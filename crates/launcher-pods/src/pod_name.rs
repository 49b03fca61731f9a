//! Pod naming and identity
//!
//! Names are pure functions of job id, attempt, and (for checks) actor type,
//! so a retried launch of the same attempt resolves to the same pod.

use std::sync::Arc;

use aws_lc_rs::digest::{digest, SHA256};

use launcher_common::{ContainerInfo, PlacementPolicy};

use crate::model::ActorType;
use crate::spec::PodInfo;

/// Kubernetes limit for DNS label names
pub const MAX_POD_NAME_LEN: usize = 63;

/// Hex digits of the name hash appended when a name is truncated
const HASH_SUFFIX_LEN: usize = 8;

/// Derives pod names from job coordinates
#[cfg_attr(test, mockall::automock)]
pub trait PodNameGenerator: Send + Sync {
    /// Name of the orchestrator pod of a replication attempt
    fn name_for_replication(&self, job_id: &str, attempt_id: u64) -> String;

    /// Name of a check pod
    fn name_for_check(&self, job_id: &str, attempt_id: u64, actor_type: ActorType) -> String;
}

/// Readable, deterministic names bounded to a DNS label
#[derive(Clone, Copy, Debug, Default)]
pub struct DeterministicPodNameGenerator;

impl PodNameGenerator for DeterministicPodNameGenerator {
    fn name_for_replication(&self, job_id: &str, attempt_id: u64) -> String {
        bounded_dns_label(&format!(
            "orchestrator-repl-job-{}-attempt-{}",
            job_id, attempt_id
        ))
    }

    fn name_for_check(&self, job_id: &str, attempt_id: u64, actor_type: ActorType) -> String {
        bounded_dns_label(&format!(
            "{}-check-{}-{}",
            actor_type.as_str(),
            job_id,
            attempt_id
        ))
    }
}

/// Sanitize a string into a DNS label of at most 63 characters.
///
/// Names that must be shortened end with a hash of the full input, so two
/// inputs sharing a long prefix still map to different names.
pub fn bounded_dns_label(raw: &str) -> String {
    let sanitized = sanitize_dns_label(raw);
    if sanitized.len() <= MAX_POD_NAME_LEN {
        return sanitized;
    }

    let hash = digest(&SHA256, raw.as_bytes());
    let suffix: String = hash
        .as_ref()
        .iter()
        .take(HASH_SUFFIX_LEN / 2)
        .map(|b| format!("{:02x}", b))
        .collect();
    let prefix = sanitized[..MAX_POD_NAME_LEN - HASH_SUFFIX_LEN - 1].trim_end_matches('-');
    format!("{}-{}", prefix, suffix)
}

/// Lowercase, replace anything outside `[a-z0-9]` with `-`, trim dashes.
fn sanitize_dns_label(s: &str) -> String {
    let sanitized: String = s
        .chars()
        .map(|c| {
            if c.is_ascii_alphanumeric() {
                c.to_ascii_lowercase()
            } else {
                '-'
            }
        })
        .collect();
    sanitized.trim_matches('-').to_string()
}

/// Resolves namespace, name, and main container of launched pods
#[derive(Clone)]
pub struct PodIdentityResolver {
    namespace: String,
    orchestrator: ContainerInfo,
    names: Arc<dyn PodNameGenerator>,
}

impl PodIdentityResolver {
    /// Create a resolver for pods in `namespace`.
    ///
    /// `orchestrator` is the process-wide container used by replication pods.
    pub fn new(
        namespace: impl Into<String>,
        orchestrator: ContainerInfo,
        names: Arc<dyn PodNameGenerator>,
    ) -> Self {
        Self {
            namespace: namespace.into(),
            orchestrator,
            names,
        }
    }

    /// Identity of a replication orchestrator pod
    pub fn resolve_for_replication(&self, job_id: &str, attempt_id: u64) -> PodInfo {
        PodInfo {
            namespace: self.namespace.clone(),
            name: self.names.name_for_replication(job_id, attempt_id),
            main_container_info: self.orchestrator.clone(),
        }
    }

    /// Identity of a check pod running `image` with the check policy's pull policy
    pub fn resolve_for_check(
        &self,
        job_id: &str,
        attempt_id: u64,
        actor_type: ActorType,
        image: &str,
        check_policy: &PlacementPolicy,
    ) -> PodInfo {
        PodInfo {
            namespace: self.namespace.clone(),
            name: self.names.name_for_check(job_id, attempt_id, actor_type),
            main_container_info: ContainerInfo::new(image, &check_policy.image_pull_policy),
        }
    }
}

### Exercise objective
Find the lines above that contain "usize" and report their number, without comment.

### Answer to this problem
2